"It's an old saying," he told them, "that one house isn't big enough for two families. I think the remark is as old as the institution of marriage, just about. And it's as true on the Dark Moon as it is on Earth. And, besides, I intend to build some bachelor apartments that will make this place of yours look pretty cheap, that is, if I ever find time. I am going to be pretty busy just roaming around this little world seeing what I can see. Even Herr Kreiss has got the wanderlust, you will notice."
"He has been gone four days," said Diane. Her tone was frankly worried. Chet finished tying a sapling to a row of uprights and slid to the ground.

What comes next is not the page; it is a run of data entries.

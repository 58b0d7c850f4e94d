use utoipa::OpenApi;

#[derive(OpenApi)]
/// Aggregated OpenAPI specification for the Coaching Matrix backend.
#[openapi(
    paths(
        crate::routes::health::healthcheck,
        crate::routes::participant::get_participant,
        crate::routes::participant::choose_name,
        crate::routes::participant::place_preview,
        crate::routes::participant::submit,
        crate::routes::session::reveal,
        crate::routes::session::reset,
        crate::routes::view::get_view,
        crate::routes::sse::view_stream,
    ),
    components(
        schemas(
            crate::dto::health::HealthResponse,
            crate::dto::participant::ChooseNameRequest,
            crate::dto::participant::PreviewRequest,
            crate::dto::participant::ParticipantResponse,
            crate::dto::participant::PlacementSummary,
            crate::dto::participant::PointDto,
            crate::dto::phase::VisiblePhase,
            crate::dto::session::SessionStatusResponse,
            crate::dto::session::ResetResponse,
            crate::dto::view::MatrixView,
            crate::dto::view::MarkerDto,
            crate::dto::view::LegendEntry,
            crate::dto::sse::Handshake,
            crate::dto::sse::SystemStatus,
        )
    ),
    tags(
        (name = "health", description = "Health check endpoints"),
        (name = "participant", description = "Local participant identity and placement"),
        (name = "session", description = "Shared reveal and reset controls"),
        (name = "view", description = "Render-ready matrix view"),
        (name = "sse", description = "Server-sent events streams"),
    )
)]
pub struct ApiDoc;
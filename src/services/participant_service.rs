use tracing::{info, warn};

use crate::{
    dao::models::{ChangeEvent, PlacementChange, PlacementDraft},
    dto::{
        participant::ParticipantResponse,
        validation::{validate_coordinate, validate_participant_name},
    },
    error::ServiceError,
    services::sse_events,
    state::{
        SharedState,
        phase::Phase,
        placement::{Placement, Point},
    },
};

/// Identity, phase and own marker of the local participant.
pub async fn get_participant(state: &SharedState) -> ParticipantResponse {
    state
        .read_client(|client| ParticipantResponse::from(client))
        .await
}

/// Adopt a display name, clearing any in-progress placement.
pub async fn choose_name(
    state: &SharedState,
    raw_name: &str,
) -> Result<ParticipantResponse, ServiceError> {
    let name = normalize_name(raw_name)?;
    let _gate = state.lock_commands().await;

    let (identity, response) = state
        .with_client_mut(|client| {
            client.choose_name(name.clone());
            (client.identity(), ParticipantResponse::from(&*client))
        })
        .await;
    state.persist_identity(&identity);
    info!(name = %name, "participant name chosen");

    sse_events::broadcast_view(state).await;
    Ok(response)
}

/// Move the unsubmitted marker; only allowed while placing.
pub async fn place_preview(
    state: &SharedState,
    x: f64,
    y: f64,
) -> Result<ParticipantResponse, ServiceError> {
    let point = checked_point(x, y)?;

    let response = state
        .with_client_mut(|client| {
            if client.place_preview(point) {
                Ok(ParticipantResponse::from(&*client))
            } else {
                Err(ServiceError::InvalidState(format!(
                    "markers cannot be moved in phase {:?}",
                    client.phase()
                )))
            }
        })
        .await?;

    sse_events::broadcast_view(state).await;
    Ok(response)
}

/// Submit the preview marker under the participant's name.
pub async fn submit(state: &SharedState) -> Result<ParticipantResponse, ServiceError> {
    let _gate = state.lock_commands().await;

    let (name, preview) = state
        .read_client(|client| match (client.phase(), client.name(), client.preview()) {
            (Phase::Placement, Some(name), Some(preview)) => Ok((name.to_string(), preview)),
            (Phase::Placement, _, None) => Err(ServiceError::InvalidState(
                "place a marker before submitting".into(),
            )),
            (phase, _, _) => Err(ServiceError::InvalidState(format!(
                "cannot submit in phase {phase:?}"
            ))),
        })
        .await?;

    submit_locked(state, &name, preview).await?;
    Ok(get_participant(state).await)
}

/// Upsert a placement for `name` at `(x, y)`, clamping the coordinates.
///
/// When `name` is the local participant's, the submission gate is set.
pub async fn submit_at(
    state: &SharedState,
    name: &str,
    x: f64,
    y: f64,
) -> Result<Placement, ServiceError> {
    let name = normalize_name(name)?;
    let point = checked_point(x, y)?;
    let _gate = state.lock_commands().await;
    submit_locked(state, &name, point).await
}

async fn submit_locked(
    state: &SharedState,
    name: &str,
    point: Point,
) -> Result<Placement, ServiceError> {
    let point = Point::clamped(point.x, point.y);
    let draft = PlacementDraft {
        name: name.to_string(),
        x: point.x,
        y: point.y,
    };

    let row = match state.store().upsert_placement(draft).await {
        Ok(row) => row,
        Err(err) => {
            warn!(name, error = %err, "placement submit failed");
            return Err(err.into());
        }
    };

    let (own, identity) = state
        .with_client_mut(|client| {
            let known = client.mirror().get(&row.name).map(|p| p.id);
            let change = if known == Some(row.id) {
                PlacementChange::Updated(row.clone())
            } else {
                PlacementChange::Inserted(row.clone())
            };
            client.apply(ChangeEvent::Placement(change));

            let own = client.name() == Some(row.name.as_str());
            if own {
                client.mark_submitted();
            }
            (own, client.identity())
        })
        .await;
    if own {
        state.persist_identity(&identity);
    }
    info!(name, x = row.x, y = row.y, "placement submitted");

    sse_events::broadcast_view(state).await;
    Ok(Placement::from(row))
}

fn normalize_name(raw: &str) -> Result<String, ServiceError> {
    validate_participant_name(raw).map_err(|err| {
        ServiceError::InvalidInput(
            err.message
                .map(|m| m.to_string())
                .unwrap_or_else(|| err.code.to_string()),
        )
    })?;
    Ok(raw.trim().to_string())
}

fn checked_point(x: f64, y: f64) -> Result<Point, ServiceError> {
    for value in [x, y] {
        validate_coordinate(value)
            .map_err(|_| ServiceError::InvalidInput("coordinates must be finite".into()))?;
    }
    Ok(Point::clamped(x, y))
}
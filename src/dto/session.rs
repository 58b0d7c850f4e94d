use serde::Serialize;
use utoipa::ToSchema;

use crate::dto::phase::VisiblePhase;

/// Outcome of a reveal request.
#[derive(Debug, Serialize, ToSchema)]
pub struct SessionStatusResponse {
    /// Reveal flag after the operation.
    pub revealed: bool,
    /// Phase of the local participant after the operation.
    pub phase: VisiblePhase,
}

/// Outcome of a reset request.
#[derive(Debug, Serialize, ToSchema)]
pub struct ResetResponse {
    /// Number of placements deleted.
    pub cleared: usize,
    pub revealed: bool,
    pub phase: VisiblePhase,
}
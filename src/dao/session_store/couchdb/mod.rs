mod changes;
mod config;
mod error;
mod models;
mod store;

pub use config::CouchConfig;
pub use error::CouchDaoError;
pub use store::CouchSessionStore;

"Don't be alarmed about Kreiss," he reassured her. "He has been all-fired mysterious for the past several weeks. He's been working on something in that cave of his, and visitors have not been admitted. When he left he told me he would be gone for some time, and he looked at me like an owl when he said it: his mysterious secret was making his eyes pop out. He has a surprise up his sleeve."
"Wedding present for Diane," Harkness suggested.
"Well, he showed me some darn nice sapphires," Chet agreed. "Probably found some way to cut them and he's setting them in a bracelet of soft gold: that's my guess."
"I wish he were here," Diane insisted.
And Chet nodded across the clearing as he said fervently: "I wish I could get all my wishes as quickly as that. There he comes now with his bow in one hand and a bag of something in the other."
The tall figure moved wearily across the open ground, but straightened and came briskly toward them as he drew near. He seemed more gaunt than usual, as if he had finished a long journey and had slept but little. But his eyes behind their heavy spectacles were big with pride.
"You have—what do you Americans say?—'poked fun' at my helplessness in the forest," he told Chet. "And now see. Alone and without help I have made a great journey, a most important journey." He held up a bladder, translucent, filled with something palely green.